• WORK REQUIRED
Each entry below must be repeated word for word.

Saved data entries:
================

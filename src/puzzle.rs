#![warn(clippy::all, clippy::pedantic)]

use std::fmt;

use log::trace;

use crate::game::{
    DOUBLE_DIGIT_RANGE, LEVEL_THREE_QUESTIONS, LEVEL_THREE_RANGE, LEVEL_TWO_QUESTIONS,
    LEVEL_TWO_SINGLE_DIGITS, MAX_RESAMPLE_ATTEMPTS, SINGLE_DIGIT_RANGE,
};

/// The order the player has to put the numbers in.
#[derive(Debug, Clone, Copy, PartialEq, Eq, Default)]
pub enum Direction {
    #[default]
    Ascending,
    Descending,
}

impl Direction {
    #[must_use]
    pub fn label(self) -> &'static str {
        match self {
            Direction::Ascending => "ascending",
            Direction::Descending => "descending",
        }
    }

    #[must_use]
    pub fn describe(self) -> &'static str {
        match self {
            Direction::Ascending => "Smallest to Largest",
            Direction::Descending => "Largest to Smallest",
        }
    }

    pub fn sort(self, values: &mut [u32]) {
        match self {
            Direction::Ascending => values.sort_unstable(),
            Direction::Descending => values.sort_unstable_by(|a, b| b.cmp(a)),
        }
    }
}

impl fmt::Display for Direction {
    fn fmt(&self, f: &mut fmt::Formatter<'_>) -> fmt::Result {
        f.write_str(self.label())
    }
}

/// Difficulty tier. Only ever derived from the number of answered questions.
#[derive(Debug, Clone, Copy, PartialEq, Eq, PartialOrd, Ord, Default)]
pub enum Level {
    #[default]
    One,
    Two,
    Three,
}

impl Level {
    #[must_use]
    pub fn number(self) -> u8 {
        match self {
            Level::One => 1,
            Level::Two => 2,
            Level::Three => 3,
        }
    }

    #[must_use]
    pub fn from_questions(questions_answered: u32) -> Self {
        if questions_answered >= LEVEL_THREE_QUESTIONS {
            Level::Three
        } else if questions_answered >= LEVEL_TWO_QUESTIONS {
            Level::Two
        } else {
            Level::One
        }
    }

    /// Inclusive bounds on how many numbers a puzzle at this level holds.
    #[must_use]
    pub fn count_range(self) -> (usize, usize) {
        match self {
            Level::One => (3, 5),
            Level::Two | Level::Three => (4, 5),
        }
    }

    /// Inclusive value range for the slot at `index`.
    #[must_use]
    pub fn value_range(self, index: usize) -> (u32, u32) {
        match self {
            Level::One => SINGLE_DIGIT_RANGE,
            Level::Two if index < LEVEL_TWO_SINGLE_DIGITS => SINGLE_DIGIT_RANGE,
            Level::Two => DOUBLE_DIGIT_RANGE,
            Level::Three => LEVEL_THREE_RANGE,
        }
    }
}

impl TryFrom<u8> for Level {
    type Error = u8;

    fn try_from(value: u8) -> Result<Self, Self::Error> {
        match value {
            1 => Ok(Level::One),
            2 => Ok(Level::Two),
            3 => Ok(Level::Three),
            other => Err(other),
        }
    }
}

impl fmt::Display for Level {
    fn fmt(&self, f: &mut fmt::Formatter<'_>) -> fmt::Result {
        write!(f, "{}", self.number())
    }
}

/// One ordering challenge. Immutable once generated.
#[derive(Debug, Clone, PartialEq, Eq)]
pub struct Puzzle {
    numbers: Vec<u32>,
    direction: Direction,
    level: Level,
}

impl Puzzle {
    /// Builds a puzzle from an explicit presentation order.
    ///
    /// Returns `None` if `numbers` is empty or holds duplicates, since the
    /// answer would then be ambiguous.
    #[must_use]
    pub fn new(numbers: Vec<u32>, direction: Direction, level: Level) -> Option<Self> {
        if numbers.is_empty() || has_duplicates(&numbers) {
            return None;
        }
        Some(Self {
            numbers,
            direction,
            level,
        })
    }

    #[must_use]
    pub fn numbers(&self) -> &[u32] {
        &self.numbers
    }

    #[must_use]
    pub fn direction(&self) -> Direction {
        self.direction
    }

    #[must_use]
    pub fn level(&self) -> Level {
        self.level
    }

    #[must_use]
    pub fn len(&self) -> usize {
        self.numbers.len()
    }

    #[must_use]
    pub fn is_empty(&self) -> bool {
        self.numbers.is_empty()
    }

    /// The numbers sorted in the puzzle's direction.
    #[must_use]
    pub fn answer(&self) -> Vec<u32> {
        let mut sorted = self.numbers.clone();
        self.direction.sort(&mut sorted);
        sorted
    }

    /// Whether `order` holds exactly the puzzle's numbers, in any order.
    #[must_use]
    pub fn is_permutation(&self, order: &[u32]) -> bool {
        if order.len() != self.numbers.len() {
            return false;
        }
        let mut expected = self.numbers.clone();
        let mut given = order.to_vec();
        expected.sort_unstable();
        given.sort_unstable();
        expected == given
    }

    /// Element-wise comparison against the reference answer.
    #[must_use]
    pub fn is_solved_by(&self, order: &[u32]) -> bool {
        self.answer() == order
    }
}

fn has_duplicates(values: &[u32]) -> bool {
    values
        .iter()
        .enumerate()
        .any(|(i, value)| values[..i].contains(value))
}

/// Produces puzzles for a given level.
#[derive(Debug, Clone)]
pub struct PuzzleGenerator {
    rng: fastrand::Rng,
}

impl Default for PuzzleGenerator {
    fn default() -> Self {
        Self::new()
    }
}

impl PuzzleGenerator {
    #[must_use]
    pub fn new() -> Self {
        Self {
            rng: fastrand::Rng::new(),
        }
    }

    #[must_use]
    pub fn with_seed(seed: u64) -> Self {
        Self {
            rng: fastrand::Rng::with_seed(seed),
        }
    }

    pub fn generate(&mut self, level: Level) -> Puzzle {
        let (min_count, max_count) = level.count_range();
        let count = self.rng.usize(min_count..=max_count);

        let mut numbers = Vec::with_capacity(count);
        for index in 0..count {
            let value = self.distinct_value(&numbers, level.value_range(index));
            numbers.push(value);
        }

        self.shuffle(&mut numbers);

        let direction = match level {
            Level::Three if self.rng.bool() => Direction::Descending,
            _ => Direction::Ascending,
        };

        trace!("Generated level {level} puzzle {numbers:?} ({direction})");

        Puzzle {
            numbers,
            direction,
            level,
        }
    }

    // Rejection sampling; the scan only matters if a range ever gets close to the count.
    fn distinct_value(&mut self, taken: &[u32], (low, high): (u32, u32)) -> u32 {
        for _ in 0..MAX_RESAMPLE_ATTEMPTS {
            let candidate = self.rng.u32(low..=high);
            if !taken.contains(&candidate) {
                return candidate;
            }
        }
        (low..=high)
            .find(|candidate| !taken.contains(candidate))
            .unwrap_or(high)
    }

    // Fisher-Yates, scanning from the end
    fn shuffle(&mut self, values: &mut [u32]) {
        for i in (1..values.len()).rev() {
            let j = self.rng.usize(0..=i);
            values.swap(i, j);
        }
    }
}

================

• ANSWER BOX
filename src/puzzle.rs
#![warn(clippy::all, clippy::pedantic)]

use std::fmt;

use log::trace;

use crate::game::{
    DOUBLE_DIGIT_RANGE, LEVEL_THREE_QUESTIONS, LEVEL_THREE_RANGE, LEVEL_TWO_QUESTIONS,
    LEVEL_TWO_SINGLE_DIGITS, MAX_RESAMPLE_ATTEMPTS, SINGLE_DIGIT_RANGE,
};

/// The order the player has to put the numbers in.
#[derive(Debug, Clone, Copy, PartialEq, Eq, Default)]
pub enum Direction {
    #[default]
    Ascending,
    Descending,
}

impl Direction {
    #[must_use]
    pub fn label(self) -> &'static str {
        match self {
            Direction::Ascending => "ascending",
            Direction::Descending => "descending",
        }
    }

    #[must_use]
    pub fn describe(self) -> &'static str {
        match self {
            Direction::Ascending => "Smallest to Largest",
            Direction::Descending => "Largest to Smallest",
        }
    }

    pub fn sort(self, values: &mut [u32]) {
        match self {
            Direction::Ascending => values.sort_unstable(),
            Direction::Descending => values.sort_unstable_by(|a, b| b.cmp(a)),
        }
    }
}

impl fmt::Display for Direction {
    fn fmt(&self, f: &mut fmt::Formatter<'_>) -> fmt::Result {
        f.write_str(self.label())
    }
}

/// Difficulty tier. Only ever derived from the number of answered questions.
#[derive(Debug, Clone, Copy, PartialEq, Eq, PartialOrd, Ord, Default)]
pub enum Level {
    #[default]
    One,
    Two,
    Three,
}

impl Level {
    #[must_use]
    pub fn number(self) -> u8 {
        match self {
            Level::One => 1,
            Level::Two => 2,
            Level::Three => 3,
        }
    }

    #[must_use]
    pub fn from_questions(questions_answered: u32) -> Self {
        if questions_answered >= LEVEL_THREE_QUESTIONS {
            Level::Three
        } else if questions_answered >= LEVEL_TWO_QUESTIONS {
            Level::Two
        } else {
            Level::One
        }
    }

    /// Inclusive bounds on how many numbers a puzzle at this level holds.
    #[must_use]
    pub fn count_range(self) -> (usize, usize) {
        match self {
            Level::One => (3, 5),
            Level::Two | Level::Three => (4, 5),
        }
    }

    /// Inclusive value range for the slot at `index`.
    #[must_use]
    pub fn value_range(self, index: usize) -> (u32, u32) {
        match self {
            Level::One => SINGLE_DIGIT_RANGE,
            Level::Two if index < LEVEL_TWO_SINGLE_DIGITS => SINGLE_DIGIT_RANGE,
            Level::Two => DOUBLE_DIGIT_RANGE,
            Level::Three => LEVEL_THREE_RANGE,
        }
    }
}

impl TryFrom<u8> for Level {
    type Error = u8;

    fn try_from(value: u8) -> Result<Self, Self::Error> {
        match value {
            1 => Ok(Level::One),
            2 => Ok(Level::Two),
            3 => Ok(Level::Three),
            other => Err(other),
        }
    }
}

impl fmt::Display for Level {
    fn fmt(&self, f: &mut fmt::Formatter<'_>) -> fmt::Result {
        write!(f, "{}", self.number())
    }
}

/// One ordering challenge. Immutable once generated.
#[derive(Debug, Clone, PartialEq, Eq)]
pub struct Puzzle {
    numbers: Vec<u32>,
    direction: Direction,
    level: Level,
}

impl Puzzle {
    /// Builds a puzzle from an explicit presentation order.
    ///
    /// Returns `None` if `numbers` is empty or holds duplicates, since the
    /// answer would then be ambiguous.
    #[must_use]
    pub fn new(numbers: Vec<u32>, direction: Direction, level: Level) -> Option<Self> {
        if numbers.is_empty() || has_duplicates(&numbers) {
            return None;
        }
        Some(Self {
            numbers,
            direction,
            level,
        })
    }

    #[must_use]
    pub fn numbers(&self) -> &[u32] {
        &self.numbers
    }

    #[must_use]
    pub fn direction(&self) -> Direction {
        self.direction
    }

    #[must_use]
    pub fn level(&self) -> Level {
        self.level
    }

    #[must_use]
    pub fn len(&self) -> usize {
        self.numbers.len()
    }

    #[must_use]
    pub fn is_empty(&self) -> bool {
        self.numbers.is_empty()
    }

    /// The numbers sorted in the puzzle's direction.
    #[must_use]
    pub fn answer(&self) -> Vec<u32> {
        let mut sorted = self.numbers.clone();
        self.direction.sort(&mut sorted);
        sorted
    }

    /// Whether `order` holds exactly the puzzle's numbers, in any order.
    #[must_use]
    pub fn is_permutation(&self, order: &[u32]) -> bool {
        if order.len() != self.numbers.len() {
            return false;
        }
        let mut expected = self.numbers.clone();
        let mut given = order.to_vec();
        expected.sort_unstable();
        given.sort_unstable();
        expected == given
    }

    /// Element-wise comparison against the reference answer.
    #[must_use]
    pub fn is_solved_by(&self, order: &[u32]) -> bool {
        self.answer() == order
    }
}

fn has_duplicates(values: &[u32]) -> bool {
    values
        .iter()
        .enumerate()
        .any(|(i, value)| values[..i].contains(value))
}

/// Produces puzzles for a given level.
#[derive(Debug, Clone)]
pub struct PuzzleGenerator {
    rng: fastrand::Rng,
}

impl Default for PuzzleGenerator {
    fn default() -> Self {
        Self::new()
    }
}

impl PuzzleGenerator {
    #[must_use]
    pub fn new() -> Self {
        Self {
            rng: fastrand::Rng::new(),
        }
    }

    #[must_use]
    pub fn with_seed(seed: u64) -> Self {
        Self {
            rng: fastrand::Rng::with_seed(seed),
        }
    }

    pub fn generate(&mut self, level: Level) -> Puzzle {
        let (min_count, max_count) = level.count_range();
        let count = self.rng.usize(min_count..=max_count);

        let mut numbers = Vec::with_capacity(count);
        for index in 0..count {
            let value = self.distinct_value(&numbers, level.value_range(index));
            numbers.push(value);
        }

        self.shuffle(&mut numbers);

        let direction = match level {
            Level::Three if self.rng.bool() => Direction::Descending,
            _ => Direction::Ascending,
        };

        trace!("Generated level {level} puzzle {numbers:?} ({direction})");

        Puzzle {
            numbers,
            direction,
            level,
        }
    }

    // Rejection sampling; the scan only matters if a range ever gets close to the count.
    fn distinct_value(&mut self, taken: &[u32], (low, high): (u32, u32)) -> u32 {
        for _ in 0..MAX_RESAMPLE_ATTEMPTS {
            let candidate = self.rng.u32(low..=high);
            if !taken.contains(&candidate) {
                return candidate;
            }
        }
        (low..=high)
            .find(|candidate| !taken.contains(candidate))
            .unwrap_or(high)
    }

    // Fisher-Yates, scanning from the end
    fn shuffle(&mut self, values: &mut [u32]) {
        for i in (1..values.len()).rev() {
            let j = self.rng.usize(0..=i);
            values.swap(i, j);
        }
    }
}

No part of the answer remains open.